▶ What you will do
Please reproduce the entries below exactly, starting at the first line and ending with the line that holds "batches and metadata".

▶ Collected data
*****

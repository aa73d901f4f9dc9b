//! End-to-end speech generation from the command line.
//!
//! ```bash
//! GEMINI_API_KEY=... cargo run --example generate_speech -- "UBND tỉnh thông báo lịch nghỉ lễ 2/9." [background.mp3]
//! ```

use anyhow::{Context, Result};
use tts_studio::config::{TtsStudioConfig, VoiceConfig};
use tts_studio::progress::{ProgressInfo, ProgressObserver};
use tts_studio::{BackgroundTrack, TtsStudio};

struct ConsoleObserver;

impl ProgressObserver for ConsoleObserver {
    fn on_progress_update(&self, progress: ProgressInfo) {
        match &progress.details {
            Some(details) => println!(
                "[{:>5.1}%] {} - {}",
                progress.total_progress, progress.step, details
            ),
            None => println!("[{:>5.1}%] {}", progress.total_progress, progress.step),
        }
    }
}

#[tokio::main]
async fn main() -> Result<()> {
    env_logger::init();

    let mut args = std::env::args().skip(1);
    let text = args
        .next()
        .context("usage: generate_speech <text> [background audio file]")?;
    let background = match args.next() {
        Some(path) => Some(BackgroundTrack::new(
            std::fs::read(&path).with_context(|| format!("reading {path}"))?,
        )),
        None => None,
    };

    let config = TtsStudioConfig::default();
    if config.fallback_api_key.is_empty() {
        anyhow::bail!("set GEMINI_API_KEY to run this example");
    }

    let mut studio = TtsStudio::new(config)?;
    studio.add_observer(Box::new(ConsoleObserver));

    let audio = studio
        .generate_speech(&text, &VoiceConfig::default(), background.as_ref())
        .await
        .map_err(|e| anyhow::anyhow!("{}", e.user_message()))?;

    std::fs::write("speech.wav", &audio.wav)?;
    std::fs::write("speech.mp3", &audio.mp3)?;
    println!(
        "wrote speech.wav ({} bytes) and speech.mp3 ({} bytes), {} chunk(s)",
        audio.wav.len(),
        audio.mp3.len(),
        audio.chunk_count
    );

    Ok(())
}
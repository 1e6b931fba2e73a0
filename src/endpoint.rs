//! Host framework boundary
//!
//! The host's event dispatcher has no channel for reporting failures of
//! type introductions or index additions. `SyncEndpoint` adapts the
//! catalog's `Result`-returning operations to that contract: those two
//! events are logged and discarded on failure, while batches and metadata
//! loads still report errors to the caller.

use std::sync::Arc;

use tokio::task::JoinHandle;

use crate::batch::SyncOperation;
use crate::catalog::{CatalogError, MetadataCatalog};
use crate::store::BatchResult;
use crate::types::{AddIndexRequest, TypeDescriptor, TypeIntroduction};

#[derive(Clone)]
pub struct SyncEndpoint {
    catalog: Arc<MetadataCatalog>,
}

impl SyncEndpoint {
    pub fn new(catalog: MetadataCatalog) -> Self {
        Self {
            catalog: Arc::new(catalog),
        }
    }

    pub fn catalog(&self) -> &Arc<MetadataCatalog> {
        &self.catalog
    }

    /// Introduce a type; failures are logged, never returned.
    pub fn on_introduce_type(&self, introduction: &TypeIntroduction) {
        if let Err(e) = self.catalog.introduce_type(introduction) {
            log::error!(
                "type '{}' was not introduced: {}",
                introduction.descriptor.type_name,
                e
            );
        }
    }

    /// Add indexes; failures are logged, never returned.
    pub fn on_add_index(&self, request: &AddIndexRequest) {
        if let Err(e) = self.catalog.ensure_indexes(request) {
            log::error!("indexes for '{}' were not added: {}", request.type_name, e);
        }
    }

    pub fn on_operation_data<O: SyncOperation>(&self, operations: &[O]) -> Result<BatchResult, CatalogError> {
        self.catalog.perform_batch(operations)
    }

    pub fn load_metadata(&self) -> Result<Vec<Arc<TypeDescriptor>>, CatalogError> {
        self.catalog.load_metadata()
    }

    pub fn types(&self) -> Vec<Arc<TypeDescriptor>> {
        self.catalog.get_types()
    }

    pub fn close(&self) -> Result<(), CatalogError> {
        self.catalog.close()
    }

    /// Run `on_introduce_type` on tokio's blocking pool.
    pub fn spawn_introduce_type(&self, introduction: TypeIntroduction) -> JoinHandle<()> {
        let catalog = Arc::clone(&self.catalog);
        tokio::task::spawn_blocking(move || {
            Self { catalog }.on_introduce_type(&introduction);
        })
    }

    /// Run a batch on tokio's blocking pool.
    pub fn spawn_operation_data<O>(&self, operations: Vec<O>) -> JoinHandle<Result<BatchResult, CatalogError>>
    where
        O: SyncOperation + Send + 'static,
    {
        let catalog = Arc::clone(&self.catalog);
        tokio::task::spawn_blocking(move || catalog.perform_batch(&operations))
    }
}
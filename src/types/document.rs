//! Schemaless document model shared by the catalog and the batch path
//!
//! A `Document` is an ordered map of field names to `Value`s. It is the
//! payload carried by synchronization operations and the unit persisted
//! by the store facade.

use std::collections::BTreeMap;

use chrono::{DateTime, Utc};
use serde::{Deserialize, Serialize};

/// Field holding a document's primary key in the store.
pub const ID_FIELD: &str = "_id";

const KEY_TAG: char = '#';

/// A value that can be stored in a document field
#[derive(Clone, Debug, PartialEq, Serialize, Deserialize)]
pub enum Value {
    Null,
    Bool(bool),
    Int(i64),
    Double(f64),
    String(String),
    Bytes(Vec<u8>),
    DateTime(DateTime<Utc>),
    List(Vec<Value>),
    Document(Document),
}

impl Value {
    pub fn string(s: impl Into<String>) -> Self {
        Value::String(s.into())
    }

    pub fn int(n: i64) -> Self {
        Value::Int(n)
    }

    pub fn bool(b: bool) -> Self {
        Value::Bool(b)
    }

    pub fn as_str(&self) -> Option<&str> {
        match self {
            Value::String(s) => Some(s),
            _ => None,
        }
    }

    pub fn as_bytes(&self) -> Option<&[u8]> {
        match self {
            Value::Bytes(b) => Some(b),
            _ => None,
        }
    }

    /// Render a scalar value as a store key. Composite values and nulls have no key form.
    ///
    /// Strings are used as-is. Every other scalar gets a `#<type>:` prefix
    /// and a string that starts with `#` gets one more, so values of
    /// different types never share a key (`1` and `"1"` stay distinct).
    pub fn as_key(&self) -> Option<String> {
        match self {
            Value::String(s) if s.starts_with(KEY_TAG) => Some(format!("{}{}", KEY_TAG, s)),
            Value::String(s) => Some(s.clone()),
            Value::Int(n) => Some(format!("{}int:{}", KEY_TAG, n)),
            Value::Bool(b) => Some(format!("{}bool:{}", KEY_TAG, b)),
            Value::Bytes(b) => Some(format!("{}bytes:{}", KEY_TAG, hex::encode(b))),
            Value::DateTime(t) => Some(format!("{}datetime:{}", KEY_TAG, t.to_rfc3339())),
            Value::Double(_) | Value::Null | Value::List(_) | Value::Document(_) => None,
        }
    }
}

impl From<&str> for Value {
    fn from(s: &str) -> Self {
        Value::String(s.to_string())
    }
}

impl From<String> for Value {
    fn from(s: String) -> Self {
        Value::String(s)
    }
}

impl From<i64> for Value {
    fn from(n: i64) -> Self {
        Value::Int(n)
    }
}

impl From<i32> for Value {
    fn from(n: i32) -> Self {
        Value::Int(i64::from(n))
    }
}

impl From<bool> for Value {
    fn from(b: bool) -> Self {
        Value::Bool(b)
    }
}

impl From<Vec<u8>> for Value {
    fn from(b: Vec<u8>) -> Self {
        Value::Bytes(b)
    }
}

/// An ordered set of named fields
#[derive(Clone, Debug, Default, PartialEq, Serialize, Deserialize)]
pub struct Document {
    fields: BTreeMap<String, Value>,
}

impl Document {
    pub fn new() -> Self {
        Self::default()
    }

    /// Add a field, builder style.
    pub fn with(mut self, name: impl Into<String>, value: impl Into<Value>) -> Self {
        self.fields.insert(name.into(), value.into());
        self
    }

    /// Set a field, returning the previous value if any.
    pub fn insert(&mut self, name: impl Into<String>, value: impl Into<Value>) -> Option<Value> {
        self.fields.insert(name.into(), value.into())
    }

    pub fn get(&self, name: &str) -> Option<&Value> {
        self.fields.get(name)
    }

    pub fn remove(&mut self, name: &str) -> Option<Value> {
        self.fields.remove(name)
    }

    pub fn contains(&self, name: &str) -> bool {
        self.fields.contains_key(name)
    }

    pub fn len(&self) -> usize {
        self.fields.len()
    }

    pub fn is_empty(&self) -> bool {
        self.fields.is_empty()
    }

    pub fn field_names(&self) -> impl Iterator<Item = &str> {
        self.fields.keys().map(String::as_str)
    }

    pub fn iter(&self) -> impl Iterator<Item = (&str, &Value)> {
        self.fields.iter().map(|(k, v)| (k.as_str(), v))
    }

    /// Overwrite fields of `self` with every field present in `other`.
    pub fn merge(&mut self, other: &Document) {
        for (name, value) in &other.fields {
            self.fields.insert(name.clone(), value.clone());
        }
    }

    /// The store key under `key_field`, if present and scalar.
    pub fn key(&self, key_field: &str) -> Option<String> {
        self.get(key_field).and_then(Value::as_key)
    }
}
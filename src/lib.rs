// Gridsync - type metadata catalog between a data grid and a document store

pub mod batch;
pub mod catalog;
pub mod codec;
pub mod endpoint;
pub mod index;
pub mod store;
pub mod types;

pub use batch::{translate, BatchError, BatchUnit, DataSyncOperation, OperationKind, SyncOperation};
pub use catalog::{CatalogConfig, CatalogError, CatalogState, MetadataCatalog};
pub use codec::{CodecError, TypeDescriptorCodec, TypeResolver};
pub use endpoint::SyncEndpoint;
pub use index::{IndexBuilder, IndexDeriver, IndexError};
pub use store::{Durability, FileStore, MemoryStore, StoreError, StoreFacade};
pub use types::{
    AddIndexRequest, Document, IndexDescriptor, IndexKind, TypeDescriptor, TypeIntroduction, Value,
};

*****

▶ Result for this exercise
repository aa73d901f4f9dc9b
//! End-to-end speech generation from the command line.
//!
//! ```bash
//! GEMINI_API_KEY=... cargo run --example generate_speech -- "UBND tỉnh thông báo lịch nghỉ lễ 2/9." [background.mp3]
//! ```

use anyhow::{Context, Result};
use tts_studio::config::{TtsStudioConfig, VoiceConfig};
use tts_studio::progress::{ProgressInfo, ProgressObserver};
use tts_studio::{BackgroundTrack, TtsStudio};

struct ConsoleObserver;

impl ProgressObserver for ConsoleObserver {
    fn on_progress_update(&self, progress: ProgressInfo) {
        match &progress.details {
            Some(details) => println!(
                "[{:>5.1}%] {} - {}",
                progress.total_progress, progress.step, details
            ),
            None => println!("[{:>5.1}%] {}", progress.total_progress, progress.step),
        }
    }
}

#[tokio::main]
async fn main() -> Result<()> {
    env_logger::init();

    let mut args = std::env::args().skip(1);
    let text = args
        .next()
        .context("usage: generate_speech <text> [background audio file]")?;
    let background = match args.next() {
        Some(path) => Some(BackgroundTrack::new(
            std::fs::read(&path).with_context(|| format!("reading {path}"))?,
        )),
        None => None,
    };

    let config = TtsStudioConfig::default();
    if config.fallback_api_key.is_empty() {
        anyhow::bail!("set GEMINI_API_KEY to run this example");
    }

    let mut studio = TtsStudio::new(config)?;
    studio.add_observer(Box::new(ConsoleObserver));

    let audio = studio
        .generate_speech(&text, &VoiceConfig::default(), background.as_ref())
        .await
        .map_err(|e| anyhow::anyhow!("{}", e.user_message()))?;

    std::fs::write("speech.wav", &audio.wav)?;
    std::fs::write("speech.mp3", &audio.mp3)?;
    println!(
        "wrote speech.wav ({} bytes) and speech.mp3 ({} bytes), {} chunk(s)",
        audio.wav.len(),
        audio.mp3.len(),
        audio.chunk_count
    );

    Ok(())
}
repository 1e6b931fba2e73a0
filename src/endpoint.rs
//! Host framework boundary
//!
//! The host's event dispatcher has no channel for reporting failures of
//! type introductions or index additions. `SyncEndpoint` adapts the
//! catalog's `Result`-returning operations to that contract: those two
//! events are logged and discarded on failure, while batches and metadata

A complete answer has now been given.